SUPPLIED RECORDS below:
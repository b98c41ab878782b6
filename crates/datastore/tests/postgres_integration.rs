//! PostgreSQL integration tests
//!
//! These tests use a shared PostgreSQL container for efficiency.
//! Run with:
//!
//! ```bash
//! cargo test -p datastore --test postgres_integration -- --test-threads=1
//! ```

use std::sync::Arc;

use chrono::{Duration, Utc};
use common::{AccountId, CustomerId, Money, ProductId};
use datastore::{
    CatalogStore, CustomerStore, NewCustomer, NewNotification, NewOrder, NewOrderLine, NewProduct,
    NotificationStore, OrderStatus, OrderStore, PostgresStore, StoreError,
};
use sqlx::PgPool;
use testcontainers::{ContainerAsync, runners::AsyncRunner};
use testcontainers_modules::postgres::Postgres;
use tokio::sync::OnceCell;

/// Shared container info - container stays alive for all tests
struct ContainerInfo {
    #[allow(dead_code)] // Container must stay alive for tests
    container: ContainerAsync<Postgres>,
    connection_string: String,
}

/// Global shared container
static CONTAINER: OnceCell<Arc<ContainerInfo>> = OnceCell::const_new();

async fn get_container_info() -> Arc<ContainerInfo> {
    CONTAINER
        .get_or_init(|| async {
            let container = Postgres::default().start().await.unwrap();

            let host = container.get_host().await.unwrap();
            let port = container.get_host_port_ipv4(5432).await.unwrap();

            let connection_string =
                format!("postgres://postgres:postgres@{}:{}/postgres", host, port);

            // Create a temporary pool just for migrations
            let temp_pool = PgPool::connect(&connection_string).await.unwrap();

            // Run migrations using raw_sql to execute multiple statements
            sqlx::raw_sql(include_str!("../../../migrations/001_initial_schema.sql"))
                .execute(&temp_pool)
                .await
                .unwrap();

            temp_pool.close().await;

            Arc::new(ContainerInfo {
                container,
                connection_string,
            })
        })
        .await
        .clone()
}

/// Get a fresh store with its own pool and cleared tables
async fn get_test_store() -> PostgresStore {
    let info = get_container_info().await;

    // Create a fresh pool for each test to avoid connection issues
    let pool = sqlx::postgres::PgPoolOptions::new()
        .max_connections(5)
        .connect(&info.connection_string)
        .await
        .unwrap();

    // Clear tables for test isolation
    sqlx::query(
        "TRUNCATE TABLE order_lines, orders, notifications, customers, products RESTART IDENTITY CASCADE",
    )
    .execute(&pool)
    .await
    .unwrap();

    PostgresStore::new(pool)
}

async fn seed_product(store: &PostgresStore, name: &str, stock: i64, cents: i64) -> ProductId {
    store
        .insert_product(NewProduct {
            name: name.to_string(),
            description: Some("integration test product".to_string()),
            price: Money::from_cents(cents),
            stock,
            category: Some("widgets".to_string()),
        })
        .await
        .unwrap()
        .id
}

async fn seed_customer(store: &PostgresStore, account: i64) -> CustomerId {
    store
        .insert_customer(NewCustomer {
            account_id: AccountId::new(account),
            first_name: "Ada".to_string(),
            last_name: "Lovelace".to_string(),
            email: format!("ada{account}@example.com"),
            address: Some("12 Analytical Row".to_string()),
        })
        .await
        .unwrap()
        .id
}

fn order_of(customer: CustomerId, product: ProductId, quantity: u32, cents: i64) -> NewOrder {
    let line = NewOrderLine {
        product_id: product,
        quantity,
        unit_price: Money::from_cents(cents),
    };
    NewOrder {
        customer_id: customer,
        shipping_address: Some("12 Analytical Row".to_string()),
        total: line.line_total(),
        lines: vec![line],
    }
}

fn notification_at(
    created_at: chrono::DateTime<Utc>,
    customer: Option<CustomerId>,
) -> NewNotification {
    NewNotification {
        kind: "NewOrder".to_string(),
        title: "New Order Received".to_string(),
        message: "Order #1".to_string(),
        order_id: None,
        customer_id: customer,
        customer_email: None,
        created_at,
    }
}

#[tokio::test]
async fn create_order_commits_lines_and_decrements_stock() {
    let store = get_test_store().await;
    let customer = seed_customer(&store, 1).await;
    let product = seed_product(&store, "Widget", 10, 250).await;

    let order = store
        .create_order(order_of(customer, product, 4, 250))
        .await
        .unwrap();

    assert_eq!(order.status, OrderStatus::Pending);
    assert_eq!(order.total.cents(), 1000);
    assert_eq!(order.lines.len(), 1);
    assert_eq!(order.lines[0].product_name.as_deref(), Some("Widget"));
    assert_eq!(order.lines[0].line_total.cents(), 1000);

    let product = store.get_product(product).await.unwrap().unwrap();
    assert_eq!(product.stock, 6);
}

#[tokio::test]
async fn conditional_decrement_rejects_oversell() {
    let store = get_test_store().await;
    let customer = seed_customer(&store, 1).await;
    let product = seed_product(&store, "Scarce", 2, 100).await;

    let result = store.create_order(order_of(customer, product, 3, 100)).await;
    assert!(matches!(result, Err(StoreError::StockConflict { .. })));

    // The aborted transaction touched nothing.
    let record = store.get_product(product).await.unwrap().unwrap();
    assert_eq!(record.stock, 2);
    assert!(store.list_orders().await.unwrap().is_empty());
}

#[tokio::test]
async fn concurrent_orders_never_oversell() {
    let store = get_test_store().await;
    let customer = seed_customer(&store, 1).await;
    let product = seed_product(&store, "Scarce", 5, 100).await;

    let a = store.create_order(order_of(customer, product, 3, 100));
    let b = store.create_order(order_of(customer, product, 3, 100));
    let (ra, rb) = tokio::join!(a, b);

    let successes = [&ra, &rb].iter().filter(|r| r.is_ok()).count();
    assert_eq!(successes, 1, "exactly one of the two orders may commit");

    let record = store.get_product(product).await.unwrap().unwrap();
    assert_eq!(record.stock, 2);
}

#[tokio::test]
async fn failed_later_line_rolls_back_earlier_decrements() {
    let store = get_test_store().await;
    let customer = seed_customer(&store, 1).await;
    let plenty = seed_product(&store, "Plenty", 5, 100).await;
    let empty = seed_product(&store, "Empty", 0, 100).await;

    let lines = vec![
        NewOrderLine {
            product_id: plenty,
            quantity: 2,
            unit_price: Money::from_cents(100),
        },
        NewOrderLine {
            product_id: empty,
            quantity: 1,
            unit_price: Money::from_cents(100),
        },
    ];
    let result = store
        .create_order(NewOrder {
            customer_id: customer,
            shipping_address: None,
            total: Money::from_cents(300),
            lines,
        })
        .await;

    assert!(matches!(
        result,
        Err(StoreError::StockConflict { product_id }) if product_id == empty
    ));
    assert_eq!(store.get_product(plenty).await.unwrap().unwrap().stock, 5);
}

#[tokio::test]
async fn order_queries_scope_and_order() {
    let store = get_test_store().await;
    let ada = seed_customer(&store, 1).await;
    let bob = seed_customer(&store, 2).await;
    let product = seed_product(&store, "Widget", 100, 100).await;

    store.create_order(order_of(ada, product, 1, 100)).await.unwrap();
    store.create_order(order_of(bob, product, 1, 100)).await.unwrap();
    store.create_order(order_of(ada, product, 2, 100)).await.unwrap();

    let all = store.list_orders().await.unwrap();
    assert_eq!(all.len(), 3);

    let ada_orders = store.orders_for_customer(ada).await.unwrap();
    assert_eq!(ada_orders.len(), 2);
    assert!(ada_orders.iter().all(|o| o.customer_id == ada));
}

#[tokio::test]
async fn update_status_and_delete_cascade() {
    let store = get_test_store().await;
    let customer = seed_customer(&store, 1).await;
    let product = seed_product(&store, "Widget", 10, 100).await;
    let order = store
        .create_order(order_of(customer, product, 1, 100))
        .await
        .unwrap();

    let updated = store
        .update_status(order.id, OrderStatus::Shipped)
        .await
        .unwrap()
        .unwrap();
    assert_eq!(updated.status, OrderStatus::Shipped);

    assert!(store.delete_order(order.id).await.unwrap());
    assert!(store.get_order(order.id).await.unwrap().is_none());
    assert!(!store.delete_order(order.id).await.unwrap());
}

#[tokio::test]
async fn customer_lookup_by_account_and_id() {
    let store = get_test_store().await;
    let id = seed_customer(&store, 42).await;

    let by_account = store
        .customer_by_account(AccountId::new(42))
        .await
        .unwrap()
        .unwrap();
    assert_eq!(by_account.id, id);
    assert_eq!(by_account.display_name(), "Ada Lovelace");

    assert!(store.customer_by_id(id).await.unwrap().is_some());
    assert!(
        store
            .customer_by_account(AccountId::new(43))
            .await
            .unwrap()
            .is_none()
    );
}

#[tokio::test]
async fn notification_lifecycle() {
    let store = get_test_store().await;
    let customer = seed_customer(&store, 1).await;
    let now = Utc::now();

    let older = store
        .create_notification(notification_at(now - Duration::minutes(5), Some(customer)))
        .await
        .unwrap();
    let newer = store
        .create_notification(notification_at(now, Some(customer)))
        .await
        .unwrap();
    assert!(older.sent_at.is_none());
    assert!(!older.is_read);

    // Listings are newest first; the sweep source is oldest first.
    let listed = store.list_notifications().await.unwrap();
    assert_eq!(listed[0].id, newer.id);
    let unsent = store.unsent_notifications().await.unwrap();
    assert_eq!(unsent[0].id, older.id);

    assert!(store.mark_sent(older.id, now).await.unwrap());
    assert_eq!(store.unsent_notifications().await.unwrap().len(), 1);

    assert!(store.mark_read(older.id).await.unwrap());
    // Idempotent.
    assert!(store.mark_read(older.id).await.unwrap());
    assert_eq!(store.unread_count().await.unwrap(), 1);

    let unread = store.unread_notifications(Some(customer)).await.unwrap();
    assert_eq!(unread.len(), 1);
    assert_eq!(unread[0].id, newer.id);

    assert_eq!(store.mark_all_read(customer).await.unwrap(), 1);
    assert_eq!(store.unread_count().await.unwrap(), 0);
}

#[tokio::test]
async fn retention_deletes_only_old_read_rows() {
    let store = get_test_store().await;
    let now = Utc::now();

    let old_read = store
        .create_notification(notification_at(now - Duration::days(31), None))
        .await
        .unwrap();
    let old_unread = store
        .create_notification(notification_at(now - Duration::days(31), None))
        .await
        .unwrap();
    let recent_read = store
        .create_notification(notification_at(now - Duration::days(2), None))
        .await
        .unwrap();
    store.mark_read(old_read.id).await.unwrap();
    store.mark_read(recent_read.id).await.unwrap();

    let deleted = store
        .delete_read_older_than(now - Duration::days(30))
        .await
        .unwrap();
    assert_eq!(deleted, 1);

    assert!(store.get_notification(old_read.id).await.unwrap().is_none());
    assert!(store.get_notification(old_unread.id).await.unwrap().is_some());
    assert!(store.get_notification(recent_read.id).await.unwrap().is_some());
}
End of SUPPLIED RECORDS.
## AIM OF THE TASK
Give back exactly the lines that run from the line with "async fn retention_deletes_only_old_read_rows()" through the close of the material, counting both ends, and nothing more.

## REPLY
async fn retention_deletes_only_old_read_rows() {
    let store = get_test_store().await;
    let now = Utc::now();

    let old_read = store
        .create_notification(notification_at(now - Duration::days(31), None))
        .await
        .unwrap();
    let old_unread = store
        .create_notification(notification_at(now - Duration::days(31), None))
        .await
        .unwrap();
    let recent_read = store
        .create_notification(notification_at(now - Duration::days(2), None))
        .await
        .unwrap();
    store.mark_read(old_read.id).await.unwrap();
    store.mark_read(recent_read.id).await.unwrap();

    let deleted = store
        .delete_read_older_than(now - Duration::days(30))
        .await
        .unwrap();
    assert_eq!(deleted, 1);

    assert!(store.get_notification(old_read.id).await.unwrap().is_none());
    assert!(store.get_notification(old_unread.id).await.unwrap().is_some());
    assert!(store.get_notification(recent_read.id).await.unwrap().is_some());
}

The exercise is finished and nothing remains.